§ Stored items
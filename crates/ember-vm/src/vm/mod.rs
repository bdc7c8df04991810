//! Virtual Machine implementation
//!
//! A [`VM`] owns the heap, the process globals and every fiber. Exactly one
//! fiber executes at a time; the others are parked inside the heap. Before
//! each instruction the run loop reaches a safe point where it fires
//! expired timers, handles host events, picks the next fiber when none is
//! running and collects garbage when the heap asks for it.

use crate::builtins::{
    self,
    registry::{BuiltinModule, BuiltinRegistry, NativeFn},
};
use crate::bytecode::{Chunk, Constant, FunctionProto};
use crate::bytecode_debug::disassemble_instruction;
use crate::compiler::{BytecodeCompiler, ScriptCompiler};
use crate::config::VmConfig;
use crate::error::{InterpretError, VmError};
use crate::events::{Clock, Event, EventQueue, SystemClock, Timers};
use crate::heap::Heap;
use crate::host::{IoHost, StdIo};
use crate::object::{
    FiberKind, ObjData, ObjFiber, ObjFunction, ObjKind, ObjNative, ObjUserData, Table,
};
use crate::opcode::OpCode;
use crate::value::{ObjRef, Value};
use std::any::Any;
use std::collections::VecDeque;
use std::rc::Rc;
use std::time::Duration;
use tracing::{debug, trace};

// Module structure
mod execution;
mod fiber;
mod frame;
mod intrinsics;
mod memory;
mod ops;
mod result;
mod stack;

// Re-export public types
pub use frame::CallFrame;
pub use ops::{display_value, values_equal};
pub use stack::Stack;

use intrinsics::Intrinsics;
use result::ExecutionResult;

/// The fiber currently executing; its body lives here instead of the heap
pub(crate) struct Running {
    pub(crate) id: ObjRef,
    pub(crate) fiber: Box<ObjFiber>,
    /// Bytes of `fiber` currently reported to the heap
    pub(crate) accounted: usize,
}

/// Virtual Machine
pub struct VM {
    pub(crate) heap: Heap,
    pub(crate) config: VmConfig,

    /// Process-wide globals
    pub(crate) globals: Table,

    /// Loaded modules by import name
    pub(crate) modules: Table,

    /// Modules whose top level is still running, innermost last
    pub(crate) module_stack: Vec<ObjRef>,

    pub(crate) running: Option<Running>,

    /// Fiber of the script passed to [`VM::interpret`] until it finishes
    pub(crate) root_fiber: Option<ObjRef>,

    /// Spawned async fibers waiting for the VM to go idle
    pub(crate) ready: VecDeque<ObjRef>,

    pub(crate) events: EventQueue,
    pub(crate) timers: Timers,
    pub(crate) io: Box<dyn IoHost>,
    pub(crate) compiler: Box<dyn ScriptCompiler>,

    /// Native modules importable by name
    pub(crate) builtins: BuiltinRegistry,

    /// Per-kind methods of arrays, ranges, dictionaries and strings
    pub(crate) intrinsics: Intrinsics,

    exported: Vec<String>,
}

§ Your task
Where does "currently" appear in the records above? Copy each line that holds it.

§ Response to this exercise
/// The fiber currently executing; its body lives here instead of the heap
    /// Bytes of `fiber` currently reported to the heap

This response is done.